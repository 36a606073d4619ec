use serde::{Deserialize, Serialize};
use serde_json::Value;
use std::path::Path;
use tracing::warn;

use crate::{models::Quote, Error, Result};

/// How picky an import is about individual elements
#[derive(Debug, Clone, Copy, PartialEq, Eq, Default, Serialize, Deserialize)]
#[serde(rename_all = "lowercase")]
pub enum ImportStrictness {
    /// Any malformed element rejects the whole file
    #[default]
    Strict,
    /// Malformed elements are skipped and logged
    Lax,
}

/// Result of parsing an import document
#[derive(Debug, Clone, Default, PartialEq, Eq)]
pub struct ImportBatch {
    pub quotes: Vec<Quote>,
    pub skipped: usize,
}

/// JSON import/export of quote collections
///
/// The document format is a plain array of `{text, category}` objects,
/// so an export can always be fed straight back into an import.
pub struct ImportExport;

impl ImportExport {
    /// Pretty-printed JSON array, order preserved
    pub fn to_json(quotes: &[Quote]) -> Result<String> {
        Ok(serde_json::to_string_pretty(quotes)?)
    }

    pub fn export_to_file<P: AsRef<Path>>(quotes: &[Quote], path: P) -> Result<()> {
        let json = Self::to_json(quotes)?;
        std::fs::write(path, json)?;
        Ok(())
    }

    /// Parse an import document without touching any collection
    pub fn parse(document: &str, strictness: ImportStrictness) -> Result<ImportBatch> {
        let value: Value = serde_json::from_str(document)
            .map_err(|e| Error::Format(format!("not valid JSON ({})", e)))?;

        let Value::Array(elements) = value else {
            return Err(Error::Format(
                "expected a JSON array of quotes at the top level".to_string(),
            ));
        };

        let mut batch = ImportBatch::default();
        for (index, element) in elements.into_iter().enumerate() {
            match serde_json::from_value::<Quote>(element) {
                Ok(quote) => batch.quotes.push(quote),
                Err(e) => match strictness {
                    ImportStrictness::Strict => {
                        return Err(Error::Validation(format!(
                            "element {} is not a quote: {}",
                            index + 1,
                            e
                        )));
                    }
                    ImportStrictness::Lax => {
                        warn!("Skipping import element {}: {}", index + 1, e);
                        batch.skipped += 1;
                    }
                },
            }
        }

        Ok(batch)
    }

    pub fn read_file<P: AsRef<Path>>(path: P, strictness: ImportStrictness) -> Result<ImportBatch> {
        let document = std::fs::read_to_string(path)?;
        Self::parse(&document, strictness)
    }
}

### PROBLEM DESCRIPTION:
Nothing but the lines from the one with "Ok(serde_json::to_string_pretty(quotes)?)" to the last line of the data should appear in the answer, each exactly as it stands.

### EXPECTED ANSWER:
        Ok(serde_json::to_string_pretty(quotes)?)
    }

    pub fn export_to_file<P: AsRef<Path>>(quotes: &[Quote], path: P) -> Result<()> {
        let json = Self::to_json(quotes)?;
        std::fs::write(path, json)?;
        Ok(())
    }

    /// Parse an import document without touching any collection
    pub fn parse(document: &str, strictness: ImportStrictness) -> Result<ImportBatch> {
        let value: Value = serde_json::from_str(document)
            .map_err(|e| Error::Format(format!("not valid JSON ({})", e)))?;

        let Value::Array(elements) = value else {
            return Err(Error::Format(
                "expected a JSON array of quotes at the top level".to_string(),
            ));
        };

        let mut batch = ImportBatch::default();
        for (index, element) in elements.into_iter().enumerate() {
            match serde_json::from_value::<Quote>(element) {
                Ok(quote) => batch.quotes.push(quote),
                Err(e) => match strictness {
                    ImportStrictness::Strict => {
                        return Err(Error::Validation(format!(
                            "element {} is not a quote: {}",
                            index + 1,
                            e
                        )));
                    }
                    ImportStrictness::Lax => {
                        warn!("Skipping import element {}: {}", index + 1, e);
                        batch.skipped += 1;
                    }
                },
            }
        }

        Ok(batch)
    }

    pub fn read_file<P: AsRef<Path>>(path: P, strictness: ImportStrictness) -> Result<ImportBatch> {
        let document = std::fs::read_to_string(path)?;
        Self::parse(&document, strictness)
    }
}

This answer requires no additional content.